=== What is required ===
Where does the string "CoinDesk" appear in the records? Copy each line that holds it.

=== Data to examine ===
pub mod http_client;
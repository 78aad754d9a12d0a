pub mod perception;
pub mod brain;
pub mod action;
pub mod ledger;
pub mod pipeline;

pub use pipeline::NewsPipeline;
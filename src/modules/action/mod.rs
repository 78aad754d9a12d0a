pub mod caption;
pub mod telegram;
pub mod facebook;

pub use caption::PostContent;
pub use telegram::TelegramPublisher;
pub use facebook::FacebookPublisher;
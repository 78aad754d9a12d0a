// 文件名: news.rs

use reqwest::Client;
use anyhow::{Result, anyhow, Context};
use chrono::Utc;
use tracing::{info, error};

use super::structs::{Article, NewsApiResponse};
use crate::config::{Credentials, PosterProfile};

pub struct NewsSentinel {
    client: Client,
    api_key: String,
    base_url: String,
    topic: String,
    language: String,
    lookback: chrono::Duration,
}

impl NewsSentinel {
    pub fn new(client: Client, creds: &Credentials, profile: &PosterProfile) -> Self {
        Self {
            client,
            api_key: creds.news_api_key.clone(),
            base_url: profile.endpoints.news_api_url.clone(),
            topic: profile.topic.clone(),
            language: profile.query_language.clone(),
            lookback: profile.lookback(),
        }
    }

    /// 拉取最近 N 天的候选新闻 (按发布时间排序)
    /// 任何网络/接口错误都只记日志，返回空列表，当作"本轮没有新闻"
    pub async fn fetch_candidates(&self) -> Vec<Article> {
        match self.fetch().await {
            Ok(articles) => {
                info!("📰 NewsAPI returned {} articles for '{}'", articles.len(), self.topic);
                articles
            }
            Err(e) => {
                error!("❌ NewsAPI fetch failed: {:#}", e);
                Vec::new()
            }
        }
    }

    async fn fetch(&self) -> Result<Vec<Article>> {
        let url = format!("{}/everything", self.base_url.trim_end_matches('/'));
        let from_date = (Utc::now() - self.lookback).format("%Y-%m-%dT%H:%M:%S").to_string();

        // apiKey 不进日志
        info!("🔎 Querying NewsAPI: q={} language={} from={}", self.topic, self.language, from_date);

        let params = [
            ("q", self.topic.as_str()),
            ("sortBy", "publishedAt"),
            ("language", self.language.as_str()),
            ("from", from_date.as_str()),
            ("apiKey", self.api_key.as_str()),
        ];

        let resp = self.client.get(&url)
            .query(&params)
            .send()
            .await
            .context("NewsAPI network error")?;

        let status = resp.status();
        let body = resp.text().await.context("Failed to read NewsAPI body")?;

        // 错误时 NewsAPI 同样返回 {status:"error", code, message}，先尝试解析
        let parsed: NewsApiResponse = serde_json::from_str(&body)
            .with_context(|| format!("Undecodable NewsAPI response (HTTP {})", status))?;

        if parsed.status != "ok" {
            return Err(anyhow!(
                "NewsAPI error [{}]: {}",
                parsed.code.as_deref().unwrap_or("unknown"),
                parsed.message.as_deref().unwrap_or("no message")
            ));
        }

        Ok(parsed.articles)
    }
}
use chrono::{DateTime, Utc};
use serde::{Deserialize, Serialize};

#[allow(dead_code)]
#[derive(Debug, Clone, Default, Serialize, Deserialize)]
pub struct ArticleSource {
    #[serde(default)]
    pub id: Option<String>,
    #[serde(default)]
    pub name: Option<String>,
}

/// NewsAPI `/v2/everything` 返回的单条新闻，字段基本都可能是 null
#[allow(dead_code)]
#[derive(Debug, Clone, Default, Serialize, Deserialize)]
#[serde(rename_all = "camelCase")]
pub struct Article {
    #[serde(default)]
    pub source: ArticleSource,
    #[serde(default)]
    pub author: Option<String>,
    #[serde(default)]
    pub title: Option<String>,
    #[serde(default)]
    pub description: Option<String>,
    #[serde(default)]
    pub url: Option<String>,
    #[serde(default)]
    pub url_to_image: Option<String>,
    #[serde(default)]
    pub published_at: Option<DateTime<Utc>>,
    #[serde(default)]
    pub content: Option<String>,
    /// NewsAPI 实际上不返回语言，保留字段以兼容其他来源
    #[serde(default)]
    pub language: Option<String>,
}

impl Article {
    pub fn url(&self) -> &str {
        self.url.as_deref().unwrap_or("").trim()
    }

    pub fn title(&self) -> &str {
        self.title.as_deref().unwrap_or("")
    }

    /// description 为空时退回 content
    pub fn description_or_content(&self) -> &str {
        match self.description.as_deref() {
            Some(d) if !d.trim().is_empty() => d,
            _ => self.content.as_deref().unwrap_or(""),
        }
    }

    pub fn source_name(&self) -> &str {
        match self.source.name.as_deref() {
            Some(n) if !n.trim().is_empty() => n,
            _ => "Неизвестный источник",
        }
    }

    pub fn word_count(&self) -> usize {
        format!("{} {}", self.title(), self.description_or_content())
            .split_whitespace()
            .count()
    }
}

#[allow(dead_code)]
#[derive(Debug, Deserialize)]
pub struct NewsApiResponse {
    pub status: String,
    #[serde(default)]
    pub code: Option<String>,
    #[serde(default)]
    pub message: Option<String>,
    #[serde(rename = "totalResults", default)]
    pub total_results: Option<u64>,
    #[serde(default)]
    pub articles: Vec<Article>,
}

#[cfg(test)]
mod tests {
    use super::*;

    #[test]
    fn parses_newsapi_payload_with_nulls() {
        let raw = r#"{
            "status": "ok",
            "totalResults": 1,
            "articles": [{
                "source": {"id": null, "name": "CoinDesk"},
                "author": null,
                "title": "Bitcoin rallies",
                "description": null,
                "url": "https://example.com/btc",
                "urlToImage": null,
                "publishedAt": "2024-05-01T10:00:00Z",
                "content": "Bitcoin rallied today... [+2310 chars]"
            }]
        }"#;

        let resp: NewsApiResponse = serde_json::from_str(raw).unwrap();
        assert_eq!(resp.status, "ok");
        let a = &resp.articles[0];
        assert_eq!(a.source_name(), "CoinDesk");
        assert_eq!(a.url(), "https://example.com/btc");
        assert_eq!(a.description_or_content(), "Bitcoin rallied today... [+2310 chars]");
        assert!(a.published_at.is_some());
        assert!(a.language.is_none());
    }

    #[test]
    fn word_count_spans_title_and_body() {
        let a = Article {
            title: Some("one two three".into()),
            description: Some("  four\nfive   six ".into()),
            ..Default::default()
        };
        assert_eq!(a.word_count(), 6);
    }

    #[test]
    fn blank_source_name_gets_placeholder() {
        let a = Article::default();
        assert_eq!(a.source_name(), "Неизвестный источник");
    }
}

---

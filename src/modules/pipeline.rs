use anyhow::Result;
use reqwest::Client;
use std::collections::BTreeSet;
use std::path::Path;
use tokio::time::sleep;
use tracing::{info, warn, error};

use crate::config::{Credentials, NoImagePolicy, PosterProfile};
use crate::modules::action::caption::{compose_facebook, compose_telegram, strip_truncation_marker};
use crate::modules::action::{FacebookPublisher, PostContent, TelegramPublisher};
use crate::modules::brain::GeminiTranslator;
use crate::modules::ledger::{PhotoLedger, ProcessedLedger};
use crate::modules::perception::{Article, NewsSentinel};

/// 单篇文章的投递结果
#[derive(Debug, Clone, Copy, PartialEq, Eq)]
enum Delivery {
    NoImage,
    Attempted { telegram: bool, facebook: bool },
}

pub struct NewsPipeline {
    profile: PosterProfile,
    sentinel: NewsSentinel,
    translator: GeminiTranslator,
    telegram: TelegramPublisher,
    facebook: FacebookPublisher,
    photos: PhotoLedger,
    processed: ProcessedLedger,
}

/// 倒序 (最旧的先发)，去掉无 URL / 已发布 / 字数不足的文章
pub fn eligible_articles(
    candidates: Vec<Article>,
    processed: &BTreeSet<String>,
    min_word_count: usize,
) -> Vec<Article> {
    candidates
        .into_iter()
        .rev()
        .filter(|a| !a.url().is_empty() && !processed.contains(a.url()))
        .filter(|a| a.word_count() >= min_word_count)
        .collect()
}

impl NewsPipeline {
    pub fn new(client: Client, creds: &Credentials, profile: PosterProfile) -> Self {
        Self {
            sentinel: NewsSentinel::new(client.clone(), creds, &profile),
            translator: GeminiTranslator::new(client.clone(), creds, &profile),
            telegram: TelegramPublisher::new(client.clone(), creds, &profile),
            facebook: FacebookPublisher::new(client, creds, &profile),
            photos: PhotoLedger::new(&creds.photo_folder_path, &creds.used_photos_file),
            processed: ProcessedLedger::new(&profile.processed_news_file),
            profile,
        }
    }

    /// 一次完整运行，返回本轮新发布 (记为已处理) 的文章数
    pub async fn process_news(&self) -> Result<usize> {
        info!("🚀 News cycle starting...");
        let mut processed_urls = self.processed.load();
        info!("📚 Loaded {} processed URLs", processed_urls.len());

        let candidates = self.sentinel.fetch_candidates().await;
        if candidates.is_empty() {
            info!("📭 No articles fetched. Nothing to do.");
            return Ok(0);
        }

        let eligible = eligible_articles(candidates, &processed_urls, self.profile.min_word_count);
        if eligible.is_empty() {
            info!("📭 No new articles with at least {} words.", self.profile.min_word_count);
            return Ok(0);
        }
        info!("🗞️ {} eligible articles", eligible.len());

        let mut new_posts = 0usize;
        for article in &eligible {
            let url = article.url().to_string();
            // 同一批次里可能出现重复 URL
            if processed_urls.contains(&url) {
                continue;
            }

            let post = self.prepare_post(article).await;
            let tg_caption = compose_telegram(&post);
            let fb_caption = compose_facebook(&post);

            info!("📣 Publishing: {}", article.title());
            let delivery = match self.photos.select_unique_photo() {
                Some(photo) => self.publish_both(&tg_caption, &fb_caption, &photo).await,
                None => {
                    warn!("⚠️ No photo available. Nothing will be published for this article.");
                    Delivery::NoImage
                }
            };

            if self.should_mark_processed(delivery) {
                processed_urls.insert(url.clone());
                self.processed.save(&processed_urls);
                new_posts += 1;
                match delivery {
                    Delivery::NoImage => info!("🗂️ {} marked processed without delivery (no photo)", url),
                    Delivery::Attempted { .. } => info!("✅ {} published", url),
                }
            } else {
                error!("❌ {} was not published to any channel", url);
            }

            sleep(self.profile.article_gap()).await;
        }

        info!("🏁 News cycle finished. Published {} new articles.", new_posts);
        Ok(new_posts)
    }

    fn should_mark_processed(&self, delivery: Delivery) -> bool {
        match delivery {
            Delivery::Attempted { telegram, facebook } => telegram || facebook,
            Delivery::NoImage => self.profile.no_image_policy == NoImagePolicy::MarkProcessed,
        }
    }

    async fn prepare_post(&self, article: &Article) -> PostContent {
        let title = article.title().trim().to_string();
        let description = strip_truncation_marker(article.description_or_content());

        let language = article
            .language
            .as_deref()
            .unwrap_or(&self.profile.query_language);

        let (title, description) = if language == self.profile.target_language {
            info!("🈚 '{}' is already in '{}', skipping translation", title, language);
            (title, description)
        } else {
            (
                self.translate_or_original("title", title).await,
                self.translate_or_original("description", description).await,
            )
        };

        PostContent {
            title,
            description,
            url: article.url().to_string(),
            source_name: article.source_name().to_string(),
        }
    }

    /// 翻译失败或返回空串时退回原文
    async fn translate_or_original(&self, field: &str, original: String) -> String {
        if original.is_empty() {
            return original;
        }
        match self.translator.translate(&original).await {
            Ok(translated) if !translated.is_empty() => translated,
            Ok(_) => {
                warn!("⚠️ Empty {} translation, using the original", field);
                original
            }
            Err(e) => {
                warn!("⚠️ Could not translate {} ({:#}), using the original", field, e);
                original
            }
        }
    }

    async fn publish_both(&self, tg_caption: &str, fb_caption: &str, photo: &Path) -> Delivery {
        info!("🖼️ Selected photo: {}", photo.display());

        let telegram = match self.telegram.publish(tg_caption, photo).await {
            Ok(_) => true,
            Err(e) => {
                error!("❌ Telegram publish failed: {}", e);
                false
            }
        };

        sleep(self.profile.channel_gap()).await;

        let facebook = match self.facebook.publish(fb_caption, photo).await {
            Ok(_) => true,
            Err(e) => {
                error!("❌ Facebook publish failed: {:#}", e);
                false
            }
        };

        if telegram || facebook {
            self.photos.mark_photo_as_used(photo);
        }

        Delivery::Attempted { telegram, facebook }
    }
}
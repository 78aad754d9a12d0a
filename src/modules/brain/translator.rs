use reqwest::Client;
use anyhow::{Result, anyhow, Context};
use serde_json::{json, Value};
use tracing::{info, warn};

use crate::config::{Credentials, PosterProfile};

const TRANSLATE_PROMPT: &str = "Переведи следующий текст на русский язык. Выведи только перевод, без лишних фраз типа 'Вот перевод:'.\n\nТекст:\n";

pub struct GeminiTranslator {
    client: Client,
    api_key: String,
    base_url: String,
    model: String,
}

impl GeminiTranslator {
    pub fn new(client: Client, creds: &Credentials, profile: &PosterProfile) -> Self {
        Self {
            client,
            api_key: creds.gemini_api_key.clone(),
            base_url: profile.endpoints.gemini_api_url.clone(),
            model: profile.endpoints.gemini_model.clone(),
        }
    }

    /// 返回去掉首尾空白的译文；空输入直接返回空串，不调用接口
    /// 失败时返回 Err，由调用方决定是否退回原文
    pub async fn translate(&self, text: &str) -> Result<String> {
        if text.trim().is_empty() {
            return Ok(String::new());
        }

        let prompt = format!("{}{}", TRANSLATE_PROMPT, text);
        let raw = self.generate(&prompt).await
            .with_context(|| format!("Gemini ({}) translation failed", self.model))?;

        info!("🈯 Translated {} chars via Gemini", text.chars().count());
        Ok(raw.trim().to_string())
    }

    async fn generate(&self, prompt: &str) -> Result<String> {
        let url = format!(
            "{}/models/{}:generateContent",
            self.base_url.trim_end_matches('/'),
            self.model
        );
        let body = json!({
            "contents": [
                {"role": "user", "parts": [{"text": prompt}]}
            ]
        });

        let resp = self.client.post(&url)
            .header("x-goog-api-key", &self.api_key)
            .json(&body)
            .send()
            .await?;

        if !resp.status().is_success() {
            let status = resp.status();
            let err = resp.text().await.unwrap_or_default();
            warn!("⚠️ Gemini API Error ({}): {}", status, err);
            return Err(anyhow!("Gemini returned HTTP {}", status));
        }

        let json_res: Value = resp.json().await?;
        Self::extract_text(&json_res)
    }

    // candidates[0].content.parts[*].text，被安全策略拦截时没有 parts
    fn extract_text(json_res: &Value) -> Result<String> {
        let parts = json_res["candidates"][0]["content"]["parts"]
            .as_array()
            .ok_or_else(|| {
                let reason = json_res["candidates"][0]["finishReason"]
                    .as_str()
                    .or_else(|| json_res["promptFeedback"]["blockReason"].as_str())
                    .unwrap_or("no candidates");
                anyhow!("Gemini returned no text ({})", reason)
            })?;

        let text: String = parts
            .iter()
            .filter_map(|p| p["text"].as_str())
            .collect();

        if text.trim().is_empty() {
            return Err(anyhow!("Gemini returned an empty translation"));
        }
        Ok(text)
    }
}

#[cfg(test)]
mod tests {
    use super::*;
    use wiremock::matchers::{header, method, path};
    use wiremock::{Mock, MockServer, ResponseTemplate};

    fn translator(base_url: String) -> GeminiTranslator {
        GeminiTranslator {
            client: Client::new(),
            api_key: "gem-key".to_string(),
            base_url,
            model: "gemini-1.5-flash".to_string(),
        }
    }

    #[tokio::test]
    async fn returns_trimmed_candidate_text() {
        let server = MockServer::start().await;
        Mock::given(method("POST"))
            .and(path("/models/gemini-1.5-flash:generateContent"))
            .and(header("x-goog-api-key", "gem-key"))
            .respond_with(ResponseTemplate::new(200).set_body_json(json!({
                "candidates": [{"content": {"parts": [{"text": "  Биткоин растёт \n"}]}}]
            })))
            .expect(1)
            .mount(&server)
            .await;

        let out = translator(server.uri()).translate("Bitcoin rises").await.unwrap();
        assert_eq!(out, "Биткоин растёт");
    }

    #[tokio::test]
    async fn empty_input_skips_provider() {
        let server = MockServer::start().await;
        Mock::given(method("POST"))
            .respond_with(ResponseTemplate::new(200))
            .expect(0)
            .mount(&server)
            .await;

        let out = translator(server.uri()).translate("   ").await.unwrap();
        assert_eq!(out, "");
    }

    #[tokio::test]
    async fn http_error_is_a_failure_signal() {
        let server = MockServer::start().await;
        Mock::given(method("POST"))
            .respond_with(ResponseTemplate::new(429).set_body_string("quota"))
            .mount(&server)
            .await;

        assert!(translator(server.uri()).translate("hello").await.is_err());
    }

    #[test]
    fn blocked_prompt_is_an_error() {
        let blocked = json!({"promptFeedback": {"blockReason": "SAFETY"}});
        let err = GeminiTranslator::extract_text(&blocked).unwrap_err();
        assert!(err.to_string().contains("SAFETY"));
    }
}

=== Problem solution ===
                "source": {"id": null, "name": "CoinDesk"},
        assert_eq!(a.source_name(), "CoinDesk");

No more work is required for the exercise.